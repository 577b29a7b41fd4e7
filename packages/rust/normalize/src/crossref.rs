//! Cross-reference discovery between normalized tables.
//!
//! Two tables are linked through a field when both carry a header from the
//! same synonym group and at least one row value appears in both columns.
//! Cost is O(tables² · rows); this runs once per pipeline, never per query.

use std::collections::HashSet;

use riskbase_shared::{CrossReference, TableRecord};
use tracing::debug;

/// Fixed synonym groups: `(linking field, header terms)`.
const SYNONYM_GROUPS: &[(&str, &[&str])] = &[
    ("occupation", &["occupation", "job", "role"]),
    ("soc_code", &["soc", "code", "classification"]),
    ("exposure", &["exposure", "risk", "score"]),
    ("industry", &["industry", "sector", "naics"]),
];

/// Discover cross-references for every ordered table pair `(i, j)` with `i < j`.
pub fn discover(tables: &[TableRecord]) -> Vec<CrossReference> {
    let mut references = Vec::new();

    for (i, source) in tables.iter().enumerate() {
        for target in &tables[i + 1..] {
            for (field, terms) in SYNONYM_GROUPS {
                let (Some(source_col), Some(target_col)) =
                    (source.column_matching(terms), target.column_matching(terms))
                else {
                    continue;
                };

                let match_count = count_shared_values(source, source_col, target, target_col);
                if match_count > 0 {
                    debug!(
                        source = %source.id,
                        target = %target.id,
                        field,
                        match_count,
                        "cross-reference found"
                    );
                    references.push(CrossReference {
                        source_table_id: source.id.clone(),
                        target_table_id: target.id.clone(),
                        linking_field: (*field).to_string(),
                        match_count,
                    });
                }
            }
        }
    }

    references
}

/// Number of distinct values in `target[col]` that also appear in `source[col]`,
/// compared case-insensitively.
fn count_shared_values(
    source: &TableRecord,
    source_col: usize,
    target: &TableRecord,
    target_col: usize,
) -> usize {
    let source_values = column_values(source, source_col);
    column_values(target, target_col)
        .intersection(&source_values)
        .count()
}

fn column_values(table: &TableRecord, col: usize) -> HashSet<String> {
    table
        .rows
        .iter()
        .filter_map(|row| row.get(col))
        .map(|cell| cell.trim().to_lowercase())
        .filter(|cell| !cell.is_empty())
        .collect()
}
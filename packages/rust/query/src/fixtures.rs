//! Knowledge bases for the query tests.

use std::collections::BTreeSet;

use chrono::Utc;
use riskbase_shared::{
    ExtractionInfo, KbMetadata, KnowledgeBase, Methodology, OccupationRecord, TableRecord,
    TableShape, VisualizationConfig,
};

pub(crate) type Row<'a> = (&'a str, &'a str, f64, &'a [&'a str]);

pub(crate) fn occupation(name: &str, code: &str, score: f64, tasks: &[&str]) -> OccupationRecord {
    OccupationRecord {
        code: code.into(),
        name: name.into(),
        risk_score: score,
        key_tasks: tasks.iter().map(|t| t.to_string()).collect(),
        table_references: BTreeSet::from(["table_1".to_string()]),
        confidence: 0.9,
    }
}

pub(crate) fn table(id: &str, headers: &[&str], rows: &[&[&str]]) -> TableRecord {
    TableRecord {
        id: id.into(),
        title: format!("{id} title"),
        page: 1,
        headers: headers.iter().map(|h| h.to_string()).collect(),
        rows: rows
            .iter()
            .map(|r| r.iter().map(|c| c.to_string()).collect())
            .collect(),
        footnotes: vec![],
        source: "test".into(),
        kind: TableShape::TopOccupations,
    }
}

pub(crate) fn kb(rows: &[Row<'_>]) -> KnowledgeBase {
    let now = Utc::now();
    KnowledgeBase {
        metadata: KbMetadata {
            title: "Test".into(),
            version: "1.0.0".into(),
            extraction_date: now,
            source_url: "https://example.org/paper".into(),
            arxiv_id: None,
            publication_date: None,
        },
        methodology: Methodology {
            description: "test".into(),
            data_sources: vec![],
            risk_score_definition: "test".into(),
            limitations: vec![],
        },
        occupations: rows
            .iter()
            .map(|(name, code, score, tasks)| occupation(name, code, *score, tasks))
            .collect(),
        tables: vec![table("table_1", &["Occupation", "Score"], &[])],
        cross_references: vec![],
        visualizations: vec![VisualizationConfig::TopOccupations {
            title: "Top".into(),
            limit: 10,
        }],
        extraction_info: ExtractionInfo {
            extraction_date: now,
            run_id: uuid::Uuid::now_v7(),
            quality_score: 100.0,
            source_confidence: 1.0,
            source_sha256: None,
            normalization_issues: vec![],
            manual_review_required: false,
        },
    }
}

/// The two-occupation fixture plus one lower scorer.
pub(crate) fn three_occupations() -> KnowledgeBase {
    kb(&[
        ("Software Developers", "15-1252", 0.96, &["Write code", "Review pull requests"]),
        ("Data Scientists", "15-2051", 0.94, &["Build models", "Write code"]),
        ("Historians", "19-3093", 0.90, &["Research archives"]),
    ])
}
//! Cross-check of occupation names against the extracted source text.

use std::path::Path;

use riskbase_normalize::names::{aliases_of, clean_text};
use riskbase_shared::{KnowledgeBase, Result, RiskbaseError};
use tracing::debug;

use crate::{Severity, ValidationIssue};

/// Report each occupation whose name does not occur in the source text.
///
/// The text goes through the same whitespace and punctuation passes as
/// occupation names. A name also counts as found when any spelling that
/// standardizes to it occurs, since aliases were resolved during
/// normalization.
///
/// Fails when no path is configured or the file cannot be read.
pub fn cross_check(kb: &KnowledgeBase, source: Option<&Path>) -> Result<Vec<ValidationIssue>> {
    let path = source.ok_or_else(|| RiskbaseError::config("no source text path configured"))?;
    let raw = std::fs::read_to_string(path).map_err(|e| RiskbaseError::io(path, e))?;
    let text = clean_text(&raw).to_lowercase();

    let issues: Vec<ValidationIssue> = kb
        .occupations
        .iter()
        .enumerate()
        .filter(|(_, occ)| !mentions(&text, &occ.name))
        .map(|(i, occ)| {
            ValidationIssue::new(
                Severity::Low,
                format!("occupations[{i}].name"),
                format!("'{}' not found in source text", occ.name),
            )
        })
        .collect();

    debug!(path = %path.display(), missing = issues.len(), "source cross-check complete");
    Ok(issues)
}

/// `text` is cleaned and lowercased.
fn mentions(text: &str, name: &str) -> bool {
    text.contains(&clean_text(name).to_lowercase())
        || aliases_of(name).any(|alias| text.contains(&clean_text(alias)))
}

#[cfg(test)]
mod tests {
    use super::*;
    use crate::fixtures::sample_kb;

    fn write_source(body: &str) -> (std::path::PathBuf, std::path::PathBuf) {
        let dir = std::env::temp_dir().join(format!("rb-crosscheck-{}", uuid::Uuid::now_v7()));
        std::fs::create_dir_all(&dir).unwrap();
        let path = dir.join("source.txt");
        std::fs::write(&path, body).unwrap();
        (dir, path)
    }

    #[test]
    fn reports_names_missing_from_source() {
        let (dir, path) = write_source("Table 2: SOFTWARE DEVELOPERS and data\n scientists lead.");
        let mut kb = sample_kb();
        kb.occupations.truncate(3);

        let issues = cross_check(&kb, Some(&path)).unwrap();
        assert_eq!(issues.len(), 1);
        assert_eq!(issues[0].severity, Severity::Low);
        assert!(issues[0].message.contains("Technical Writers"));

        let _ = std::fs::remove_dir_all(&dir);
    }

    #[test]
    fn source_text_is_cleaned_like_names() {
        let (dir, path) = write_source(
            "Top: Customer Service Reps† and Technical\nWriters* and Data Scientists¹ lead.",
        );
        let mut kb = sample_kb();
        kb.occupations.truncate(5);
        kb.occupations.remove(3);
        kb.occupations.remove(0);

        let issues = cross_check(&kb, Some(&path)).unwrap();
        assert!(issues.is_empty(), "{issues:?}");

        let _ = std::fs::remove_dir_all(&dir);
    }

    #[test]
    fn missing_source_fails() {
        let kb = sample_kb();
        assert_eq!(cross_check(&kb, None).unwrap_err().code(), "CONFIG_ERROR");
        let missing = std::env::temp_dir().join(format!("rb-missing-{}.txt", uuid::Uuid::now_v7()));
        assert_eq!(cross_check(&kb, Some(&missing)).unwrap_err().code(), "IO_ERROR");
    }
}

_What to produce_
Starting from the line containing "cleaned and lowercased.", repeat each line through the end of the entries, exactly.

_Your response_
/// `text` is cleaned and lowercased.
fn mentions(text: &str, name: &str) -> bool {
    text.contains(&clean_text(name).to_lowercase())
        || aliases_of(name).any(|alias| text.contains(&clean_text(alias)))
}

#[cfg(test)]
mod tests {
    use super::*;
    use crate::fixtures::sample_kb;

    fn write_source(body: &str) -> (std::path::PathBuf, std::path::PathBuf) {
        let dir = std::env::temp_dir().join(format!("rb-crosscheck-{}", uuid::Uuid::now_v7()));
        std::fs::create_dir_all(&dir).unwrap();
        let path = dir.join("source.txt");
        std::fs::write(&path, body).unwrap();
        (dir, path)
    }

    #[test]
    fn reports_names_missing_from_source() {
        let (dir, path) = write_source("Table 2: SOFTWARE DEVELOPERS and data\n scientists lead.");
        let mut kb = sample_kb();
        kb.occupations.truncate(3);

        let issues = cross_check(&kb, Some(&path)).unwrap();
        assert_eq!(issues.len(), 1);
        assert_eq!(issues[0].severity, Severity::Low);
        assert!(issues[0].message.contains("Technical Writers"));

        let _ = std::fs::remove_dir_all(&dir);
    }

    #[test]
    fn source_text_is_cleaned_like_names() {
        let (dir, path) = write_source(
            "Top: Customer Service Reps† and Technical\nWriters* and Data Scientists¹ lead.",
        );
        let mut kb = sample_kb();
        kb.occupations.truncate(5);
        kb.occupations.remove(3);
        kb.occupations.remove(0);

        let issues = cross_check(&kb, Some(&path)).unwrap();
        assert!(issues.is_empty(), "{issues:?}");

        let _ = std::fs::remove_dir_all(&dir);
    }

    #[test]
    fn missing_source_fails() {
        let kb = sample_kb();
        assert_eq!(cross_check(&kb, None).unwrap_err().code(), "CONFIG_ERROR");
        let missing = std::env::temp_dir().join(format!("rb-missing-{}.txt", uuid::Uuid::now_v7()));
        assert_eq!(cross_check(&kb, Some(&missing)).unwrap_err().code(), "IO_ERROR");
    }
}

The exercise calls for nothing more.